In May of this year, five months after his stroke, Kirk released a videotape of his progress at the Rehabilitation Institute of Chicago.
He thanked Illinois residents for their support and patience and said he hoped to return to the U.S. Senate soon to “vote to spend less, borrow less and tax less to fix our economy.”
It seemed strange to me at the time that a fellow who had gone through a life-saving surgery and extensive follow-up medical treatment would be thinking primarily about cutting federal spending.
My guess is that some federal spending could have been cut had Kirk not gotten such top-notch medical care after he was sick.
Had he sought the cheapest care possible, instead of going to the best hospitals in Chicago and one of the best rehabilitation clinics in the nation, he might have saved taxpayers a few bucks.
As one of Kirk’s employers, I would have urged him to get the best treatment he could, stay home as long as he needed and we would worry about the expense later.
That’s one reason people sometimes refer to me as a liberal.
But I am also interested in how much things cost.
From personal experience, I know that even a visit to an emergency room, a couple of days in a hospital, can be very expensive.
It’s often said that U.S. congressmen are covered by the “Cadillac of health insurance plans.”

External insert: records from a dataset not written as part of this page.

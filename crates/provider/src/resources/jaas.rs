//! juju_jaas_group and juju_jaas_role
//!
//! Groups and roles only exist on JAAS. Both are a name behind a stable
//! UUID, so renaming is an in-place update.

use async_trait::async_trait;
use juju_common::{JaasEntity, JujuClient, Result};
use tracing::{debug, info, Span};

use super::{client_error, fill_unknowns, Resource, ResourceCommon};
use crate::client::ProviderData;
use crate::diag::Diagnostics;
use crate::id;
use crate::modifiers::UseStateForUnknown;
use crate::schema::{id_attribute, Attribute, Block, Schema};
use crate::state::{get_string_attr, make_state, string_value, Value};
use crate::validators;

#[derive(Debug, Clone, Copy, PartialEq, Eq)]
pub enum JaasKind {
    Group,
    Role,
}

impl JaasKind {
    fn type_name(self) -> &'static str {
        match self {
            JaasKind::Group => "juju_jaas_group",
            JaasKind::Role => "juju_jaas_role",
        }
    }

    fn noun(self) -> &'static str {
        match self {
            JaasKind::Group => "group",
            JaasKind::Role => "role",
        }
    }

    fn id_format(self) -> &'static str {
        match self {
            JaasKind::Group => "<group_uuid>",
            JaasKind::Role => "<role_uuid>",
        }
    }

    async fn add(self, client: &dyn JujuClient, name: &str) -> Result<JaasEntity> {
        match self {
            JaasKind::Group => client.add_group(name).await,
            JaasKind::Role => client.add_role(name).await,
        }
    }

    async fn read(self, client: &dyn JujuClient, uuid: &str) -> Result<JaasEntity> {
        match self {
            JaasKind::Group => client.read_group(uuid).await,
            JaasKind::Role => client.read_role(uuid).await,
        }
    }

    async fn rename(self, client: &dyn JujuClient, uuid: &str, name: &str) -> Result<()> {
        match self {
            JaasKind::Group => client.rename_group(uuid, name).await,
            JaasKind::Role => client.rename_role(uuid, name).await,
        }
    }

    async fn remove(self, client: &dyn JujuClient, uuid: &str) -> Result<()> {
        match self {
            JaasKind::Group => client.remove_group(uuid).await,
            JaasKind::Role => client.remove_role(uuid).await,
        }
    }
}

pub struct JaasResource {
    kind: JaasKind,
    common: ResourceCommon,
}

impl JaasResource {
    pub fn group() -> Self {
        Self::new(JaasKind::Group)
    }

    pub fn role() -> Self {
        Self::new(JaasKind::Role)
    }

    fn new(kind: JaasKind) -> Self {
        Self {
            kind,
            common: ResourceCommon::new(kind.type_name()),
        }
    }
}

fn entity_to_state(entity: &JaasEntity) -> Value {
    make_state(vec![
        ("id", string_value(&entity.uuid)),
        ("uuid", string_value(&entity.uuid)),
        ("name", string_value(&entity.name)),
    ])
}

#[async_trait]
impl Resource for JaasResource {
    fn type_name(&self) -> &'static str {
        self.kind.type_name()
    }

    fn schema(&self) -> Schema {
        let (description, name) = match self.kind {
            JaasKind::Group => (
                "A resource that represents a group in JAAS.",
                Attribute::string("name")
                    .required()
                    .description("The name of the group.")
                    .validator(validators::group_name()),
            ),
            JaasKind::Role => (
                "A resource that represents a role in JAAS.",
                Attribute::string("name")
                    .required()
                    .description("The name of the role.")
                    .validator(validators::role_name()),
            ),
        };
        Schema::new(
            Block::new()
                .description(description)
                .attribute(id_attribute())
                .attribute(name)
                .attribute(
                    Attribute::string("uuid")
                        .computed()
                        .description("The UUID assigned by JAAS.")
                        .plan_modifier(UseStateForUnknown),
                ),
        )
    }

    fn configure(&mut self, data: &ProviderData) {
        self.common.configure(data);
    }

    fn subsystem(&self) -> &Span {
        self.common.span()
    }

    async fn create(&self, plan: &Value, diags: &mut Diagnostics) -> Option<Value> {
        let client = self.common.jaas_client(self.type_name(), diags)?;
        match self.kind.add(client, &get_string_attr(plan, "name")).await {
            Ok(entity) => {
                info!(uuid = %entity.uuid, name = %entity.name, "created {}", self.kind.noun());
                Some(fill_unknowns(plan, &entity_to_state(&entity)))
            }
            Err(e) => {
                client_error(diags, "create", self.kind.noun(), &e);
                None
            }
        }
    }

    async fn read(&self, state: &Value, diags: &mut Diagnostics) -> Option<Value> {
        let client = self.common.jaas_client(self.type_name(), diags)?;
        let [uuid] = match id::decode::<1>(&get_string_attr(state, "id"), self.kind.id_format()) {
            Ok(fields) => fields,
            Err(e) => {
                diags.push(e.to_diagnostic());
                return None;
            }
        };
        match self.kind.read(client, &uuid).await {
            Ok(entity) => Some(entity_to_state(&entity)),
            Err(e) if e.is_not_found() => {
                debug!(uuid = %uuid, "{} not found, removing from state", self.kind.noun());
                None
            }
            Err(e) => {
                client_error(diags, "read", self.kind.noun(), &e);
                None
            }
        }
    }

    async fn update(&self, plan: &Value, prior: &Value, diags: &mut Diagnostics) -> Option<Value> {
        let client = self.common.jaas_client(self.type_name(), diags)?;
        let uuid = get_string_attr(prior, "uuid");
        let name = get_string_attr(plan, "name");
        if name != get_string_attr(prior, "name") {
            if let Err(e) = self.kind.rename(client, &uuid, &name).await {
                client_error(diags, "rename", self.kind.noun(), &e);
                return None;
            }
        }
        Some(fill_unknowns(plan, prior))
    }

    async fn delete(&self, state: &Value, diags: &mut Diagnostics) {
        let Some(client) = self.common.jaas_client(self.type_name(), diags) else {
            return;
        };
        if let Err(e) = self.kind.remove(client, &get_string_attr(state, "uuid")).await {
            client_error(diags, "delete", self.kind.noun(), &e);
        }
    }
}

#[cfg(test)]
mod tests {
    use super::*;

    #[test]
    fn test_kinds_have_distinct_type_names() {
        assert_eq!(JaasResource::group().type_name(), "juju_jaas_group");
        assert_eq!(JaasResource::role().type_name(), "juju_jaas_role");
    }

    #[tokio::test]
    async fn test_unconfigured_client_is_reported() {
        let mut diags = Diagnostics::new();
        let state = JaasResource::group()
            .create(&make_state(vec![("name", string_value("devops"))]), &mut diags)
            .await;
        assert!(state.is_none());
        assert!(diags.has_error());
    }
}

In fact, there is no one plan. Congressmen are given several options to choose from through the Federal Employees Health Benefits Program, which covers more than 8 million federal employees.
All of those plans require some sort of payroll deduction with the federal government typically picking up more than 70 percent of the premiums.
Kirk, concerned as he is about cutting costs, could have opted for an HMO.
I’m guessing he is smarter than that.
No matter the health insurance, however, there are always medical costs that aren’t covered by insurance.
It would be interesting to know just how much Kirk’s medical treatment is costing him out of pocket.
For one thing, many Republicans tout a 401(k)-type personal medical savings plan instead of national health-care, as if people might actually sock enough money away out of their paychecks to pay their medical bills.
Would such a plan have worked for Kirk? If he had set aside $20,000, $50,000 or even $200,000, would that have covered his expenses?
This could be a teaching moment.
Any one of Kirk’s constituents, or their loved ones, could experience a medical catastrophe tomorrow.
I would also like to know if his views on ObamaCare, as the federal health plan is often called, have changed.
I wish the senator the best of luck. As a taxpayer, I have been happy to support him in his time of need and pleased to keep him on the payroll despite the difficult financial condition of our nation.
I’m just wondering if he’s willing to be as compassionate and understanding toward those of us who have supported him.